To do |
Among the records, which lines hold the word "handlers"? Pick them out.

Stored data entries
☆ ☆ ☆ ☆

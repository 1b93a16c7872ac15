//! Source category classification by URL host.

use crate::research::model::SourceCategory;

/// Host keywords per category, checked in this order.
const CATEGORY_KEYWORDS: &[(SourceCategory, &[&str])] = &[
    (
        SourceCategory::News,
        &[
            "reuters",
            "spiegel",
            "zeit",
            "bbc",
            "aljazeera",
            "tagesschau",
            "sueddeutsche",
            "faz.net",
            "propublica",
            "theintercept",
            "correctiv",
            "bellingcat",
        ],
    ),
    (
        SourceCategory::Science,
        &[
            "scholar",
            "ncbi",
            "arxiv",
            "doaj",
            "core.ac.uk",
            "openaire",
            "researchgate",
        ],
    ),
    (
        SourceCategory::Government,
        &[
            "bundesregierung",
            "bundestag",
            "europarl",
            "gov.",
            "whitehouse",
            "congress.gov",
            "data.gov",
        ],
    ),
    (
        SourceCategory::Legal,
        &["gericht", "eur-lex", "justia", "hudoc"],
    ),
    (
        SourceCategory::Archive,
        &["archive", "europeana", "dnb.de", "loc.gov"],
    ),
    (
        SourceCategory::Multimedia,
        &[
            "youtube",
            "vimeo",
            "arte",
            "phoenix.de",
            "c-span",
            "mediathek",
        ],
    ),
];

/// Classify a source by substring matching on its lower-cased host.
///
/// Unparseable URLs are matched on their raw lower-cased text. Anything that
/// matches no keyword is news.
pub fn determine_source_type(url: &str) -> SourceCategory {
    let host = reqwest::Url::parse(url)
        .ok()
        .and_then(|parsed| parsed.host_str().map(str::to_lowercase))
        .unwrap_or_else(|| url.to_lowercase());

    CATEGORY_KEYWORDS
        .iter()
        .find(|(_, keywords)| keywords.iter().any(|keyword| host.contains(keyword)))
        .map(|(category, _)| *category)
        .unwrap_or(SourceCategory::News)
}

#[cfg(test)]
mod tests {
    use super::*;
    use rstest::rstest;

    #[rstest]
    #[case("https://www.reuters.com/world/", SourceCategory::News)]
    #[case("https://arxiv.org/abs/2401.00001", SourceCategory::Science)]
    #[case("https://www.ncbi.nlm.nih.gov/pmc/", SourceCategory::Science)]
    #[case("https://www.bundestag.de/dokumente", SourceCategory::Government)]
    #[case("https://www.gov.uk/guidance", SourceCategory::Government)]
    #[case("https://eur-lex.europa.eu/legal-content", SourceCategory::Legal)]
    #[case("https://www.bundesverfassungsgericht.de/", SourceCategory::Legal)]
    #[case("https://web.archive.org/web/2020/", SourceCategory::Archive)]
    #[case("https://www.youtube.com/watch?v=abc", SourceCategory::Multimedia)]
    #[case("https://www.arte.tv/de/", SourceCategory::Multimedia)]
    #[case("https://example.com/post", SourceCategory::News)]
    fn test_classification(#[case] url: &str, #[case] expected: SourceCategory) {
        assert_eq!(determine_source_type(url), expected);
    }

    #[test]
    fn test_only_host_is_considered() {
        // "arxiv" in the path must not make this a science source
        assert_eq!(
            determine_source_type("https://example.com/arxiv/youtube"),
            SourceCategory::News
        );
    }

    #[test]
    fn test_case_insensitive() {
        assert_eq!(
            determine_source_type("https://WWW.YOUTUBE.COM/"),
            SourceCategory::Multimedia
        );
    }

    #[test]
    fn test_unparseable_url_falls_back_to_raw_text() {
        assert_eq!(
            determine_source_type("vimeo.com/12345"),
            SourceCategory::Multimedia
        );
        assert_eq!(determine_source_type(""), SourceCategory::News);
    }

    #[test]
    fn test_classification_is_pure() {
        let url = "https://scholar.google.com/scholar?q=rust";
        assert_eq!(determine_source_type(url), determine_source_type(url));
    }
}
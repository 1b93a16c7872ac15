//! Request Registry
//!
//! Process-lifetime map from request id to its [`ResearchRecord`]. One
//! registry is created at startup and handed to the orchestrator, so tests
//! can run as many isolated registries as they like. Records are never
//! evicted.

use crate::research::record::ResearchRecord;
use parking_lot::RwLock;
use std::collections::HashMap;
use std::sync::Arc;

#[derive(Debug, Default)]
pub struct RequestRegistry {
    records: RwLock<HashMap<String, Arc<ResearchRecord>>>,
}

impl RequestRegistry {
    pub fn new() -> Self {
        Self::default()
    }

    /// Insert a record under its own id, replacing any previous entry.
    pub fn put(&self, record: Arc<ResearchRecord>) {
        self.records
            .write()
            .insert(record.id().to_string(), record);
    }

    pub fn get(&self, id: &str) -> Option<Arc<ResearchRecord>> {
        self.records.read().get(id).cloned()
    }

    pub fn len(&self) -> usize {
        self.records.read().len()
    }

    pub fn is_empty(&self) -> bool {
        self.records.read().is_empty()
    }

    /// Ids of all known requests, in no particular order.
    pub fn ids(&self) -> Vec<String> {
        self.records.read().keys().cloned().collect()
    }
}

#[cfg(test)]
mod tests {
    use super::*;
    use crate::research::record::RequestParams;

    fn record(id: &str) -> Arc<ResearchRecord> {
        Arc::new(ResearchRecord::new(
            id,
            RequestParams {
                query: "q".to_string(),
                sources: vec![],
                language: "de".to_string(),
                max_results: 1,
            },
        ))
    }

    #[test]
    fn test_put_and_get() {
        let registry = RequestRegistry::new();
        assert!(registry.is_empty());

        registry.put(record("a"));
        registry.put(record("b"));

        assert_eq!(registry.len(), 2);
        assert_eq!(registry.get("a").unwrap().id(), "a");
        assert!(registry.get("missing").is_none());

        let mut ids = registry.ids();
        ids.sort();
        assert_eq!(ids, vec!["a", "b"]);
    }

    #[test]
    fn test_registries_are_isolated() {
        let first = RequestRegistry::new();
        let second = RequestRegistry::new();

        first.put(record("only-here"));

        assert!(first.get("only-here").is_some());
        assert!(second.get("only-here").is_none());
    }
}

☆ ☆ ☆ ☆

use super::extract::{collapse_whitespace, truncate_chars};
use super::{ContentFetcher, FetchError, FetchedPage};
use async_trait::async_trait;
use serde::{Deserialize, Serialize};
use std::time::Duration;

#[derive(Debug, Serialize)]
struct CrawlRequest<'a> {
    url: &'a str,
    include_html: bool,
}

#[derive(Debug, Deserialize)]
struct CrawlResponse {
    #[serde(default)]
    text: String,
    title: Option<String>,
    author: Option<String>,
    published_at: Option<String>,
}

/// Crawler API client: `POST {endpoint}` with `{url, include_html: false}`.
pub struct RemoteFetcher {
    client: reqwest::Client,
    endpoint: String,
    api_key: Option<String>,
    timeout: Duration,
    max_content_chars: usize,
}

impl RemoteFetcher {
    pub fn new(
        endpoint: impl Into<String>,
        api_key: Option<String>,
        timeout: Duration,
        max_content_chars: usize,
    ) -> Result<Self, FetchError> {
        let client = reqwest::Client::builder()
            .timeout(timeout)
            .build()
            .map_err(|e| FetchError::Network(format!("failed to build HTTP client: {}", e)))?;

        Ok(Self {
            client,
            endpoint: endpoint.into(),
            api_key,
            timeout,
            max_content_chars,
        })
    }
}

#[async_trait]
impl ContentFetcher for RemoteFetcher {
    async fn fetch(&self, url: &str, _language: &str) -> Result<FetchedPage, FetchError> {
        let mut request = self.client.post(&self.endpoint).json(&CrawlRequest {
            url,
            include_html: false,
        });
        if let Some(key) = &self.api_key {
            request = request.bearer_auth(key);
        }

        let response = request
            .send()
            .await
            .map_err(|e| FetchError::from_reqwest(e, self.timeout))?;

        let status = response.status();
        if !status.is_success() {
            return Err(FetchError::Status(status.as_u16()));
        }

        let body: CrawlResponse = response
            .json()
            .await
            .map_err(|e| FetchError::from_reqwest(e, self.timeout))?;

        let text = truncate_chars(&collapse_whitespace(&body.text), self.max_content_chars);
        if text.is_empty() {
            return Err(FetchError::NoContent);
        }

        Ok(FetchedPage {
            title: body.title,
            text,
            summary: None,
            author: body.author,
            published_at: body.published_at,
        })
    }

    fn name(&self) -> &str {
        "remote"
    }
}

☆ ☆ ☆ ☆

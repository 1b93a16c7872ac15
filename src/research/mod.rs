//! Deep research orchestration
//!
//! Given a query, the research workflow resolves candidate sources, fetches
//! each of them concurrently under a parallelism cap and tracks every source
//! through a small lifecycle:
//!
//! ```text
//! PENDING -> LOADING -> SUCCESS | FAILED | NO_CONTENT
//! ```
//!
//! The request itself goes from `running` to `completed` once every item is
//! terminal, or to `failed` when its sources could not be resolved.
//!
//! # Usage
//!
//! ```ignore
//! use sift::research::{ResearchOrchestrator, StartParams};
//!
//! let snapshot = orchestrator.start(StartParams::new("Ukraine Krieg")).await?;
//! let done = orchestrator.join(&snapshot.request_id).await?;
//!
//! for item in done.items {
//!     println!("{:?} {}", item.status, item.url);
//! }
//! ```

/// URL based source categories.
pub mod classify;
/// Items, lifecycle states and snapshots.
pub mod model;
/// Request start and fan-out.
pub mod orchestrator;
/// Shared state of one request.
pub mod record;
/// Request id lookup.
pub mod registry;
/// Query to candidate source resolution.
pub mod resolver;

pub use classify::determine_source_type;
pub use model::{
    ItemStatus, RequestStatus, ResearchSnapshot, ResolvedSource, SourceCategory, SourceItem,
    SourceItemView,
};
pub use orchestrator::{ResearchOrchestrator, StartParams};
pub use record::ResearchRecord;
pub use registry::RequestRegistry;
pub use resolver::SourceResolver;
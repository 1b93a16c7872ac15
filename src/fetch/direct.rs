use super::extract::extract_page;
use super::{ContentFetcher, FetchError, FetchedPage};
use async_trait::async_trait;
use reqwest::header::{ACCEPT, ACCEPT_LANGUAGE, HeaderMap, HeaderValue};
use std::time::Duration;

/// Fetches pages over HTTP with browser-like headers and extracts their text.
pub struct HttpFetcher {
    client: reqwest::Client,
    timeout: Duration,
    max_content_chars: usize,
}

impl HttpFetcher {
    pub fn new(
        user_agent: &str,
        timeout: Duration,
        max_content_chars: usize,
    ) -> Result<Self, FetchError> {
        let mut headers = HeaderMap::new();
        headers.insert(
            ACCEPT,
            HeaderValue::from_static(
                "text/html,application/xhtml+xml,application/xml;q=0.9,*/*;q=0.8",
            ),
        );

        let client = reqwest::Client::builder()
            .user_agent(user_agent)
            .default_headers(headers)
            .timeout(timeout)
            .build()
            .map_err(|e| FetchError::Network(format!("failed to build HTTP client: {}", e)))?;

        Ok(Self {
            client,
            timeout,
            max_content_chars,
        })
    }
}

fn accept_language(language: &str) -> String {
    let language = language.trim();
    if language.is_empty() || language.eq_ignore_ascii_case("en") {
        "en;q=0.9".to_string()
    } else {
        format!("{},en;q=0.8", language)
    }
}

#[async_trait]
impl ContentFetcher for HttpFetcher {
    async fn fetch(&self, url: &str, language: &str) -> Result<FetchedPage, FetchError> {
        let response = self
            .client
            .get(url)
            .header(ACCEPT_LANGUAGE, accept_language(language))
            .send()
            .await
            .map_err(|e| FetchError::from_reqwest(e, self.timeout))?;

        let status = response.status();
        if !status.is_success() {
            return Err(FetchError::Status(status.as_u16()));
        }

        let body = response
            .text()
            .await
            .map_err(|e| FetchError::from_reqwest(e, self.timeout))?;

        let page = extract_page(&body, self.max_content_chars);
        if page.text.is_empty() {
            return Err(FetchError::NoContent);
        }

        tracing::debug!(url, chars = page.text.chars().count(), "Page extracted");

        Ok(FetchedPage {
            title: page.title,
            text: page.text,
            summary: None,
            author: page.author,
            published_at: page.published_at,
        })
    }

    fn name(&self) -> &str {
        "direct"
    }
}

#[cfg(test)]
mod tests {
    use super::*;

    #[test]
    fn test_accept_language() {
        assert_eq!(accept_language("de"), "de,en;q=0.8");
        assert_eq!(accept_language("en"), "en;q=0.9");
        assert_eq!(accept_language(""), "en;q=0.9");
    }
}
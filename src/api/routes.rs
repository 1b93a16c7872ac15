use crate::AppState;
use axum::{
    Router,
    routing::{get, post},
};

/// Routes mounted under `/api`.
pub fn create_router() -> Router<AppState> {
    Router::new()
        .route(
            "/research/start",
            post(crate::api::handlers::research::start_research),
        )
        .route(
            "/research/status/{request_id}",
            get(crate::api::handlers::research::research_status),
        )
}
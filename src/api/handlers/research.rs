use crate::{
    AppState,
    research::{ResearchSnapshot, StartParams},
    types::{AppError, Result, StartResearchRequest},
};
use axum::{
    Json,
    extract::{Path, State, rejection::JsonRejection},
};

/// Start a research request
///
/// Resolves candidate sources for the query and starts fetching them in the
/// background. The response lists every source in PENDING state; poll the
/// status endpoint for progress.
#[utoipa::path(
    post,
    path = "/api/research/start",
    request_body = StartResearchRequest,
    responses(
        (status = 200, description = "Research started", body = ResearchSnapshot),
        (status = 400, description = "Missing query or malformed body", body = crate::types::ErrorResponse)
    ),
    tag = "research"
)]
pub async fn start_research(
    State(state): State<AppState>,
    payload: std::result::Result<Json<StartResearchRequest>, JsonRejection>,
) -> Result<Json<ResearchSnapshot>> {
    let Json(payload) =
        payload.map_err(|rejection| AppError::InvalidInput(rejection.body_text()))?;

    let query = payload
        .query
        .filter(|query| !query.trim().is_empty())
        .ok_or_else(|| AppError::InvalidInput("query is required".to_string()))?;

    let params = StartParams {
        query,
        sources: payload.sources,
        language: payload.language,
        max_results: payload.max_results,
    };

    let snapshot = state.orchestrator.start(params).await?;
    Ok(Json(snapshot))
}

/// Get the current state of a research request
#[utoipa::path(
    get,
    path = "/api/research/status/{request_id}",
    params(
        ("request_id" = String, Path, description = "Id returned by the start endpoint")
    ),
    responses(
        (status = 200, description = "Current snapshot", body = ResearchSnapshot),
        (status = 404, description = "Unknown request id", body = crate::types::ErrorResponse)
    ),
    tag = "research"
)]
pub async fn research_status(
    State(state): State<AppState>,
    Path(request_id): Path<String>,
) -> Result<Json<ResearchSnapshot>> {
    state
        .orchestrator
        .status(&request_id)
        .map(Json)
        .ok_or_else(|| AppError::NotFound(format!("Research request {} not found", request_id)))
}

☆ ☆ ☆ ☆

Exercise output |
            post(crate::api::handlers::research::start_research),
            get(crate::api::handlers::research::research_status),
filename src/api/handlers/research.rs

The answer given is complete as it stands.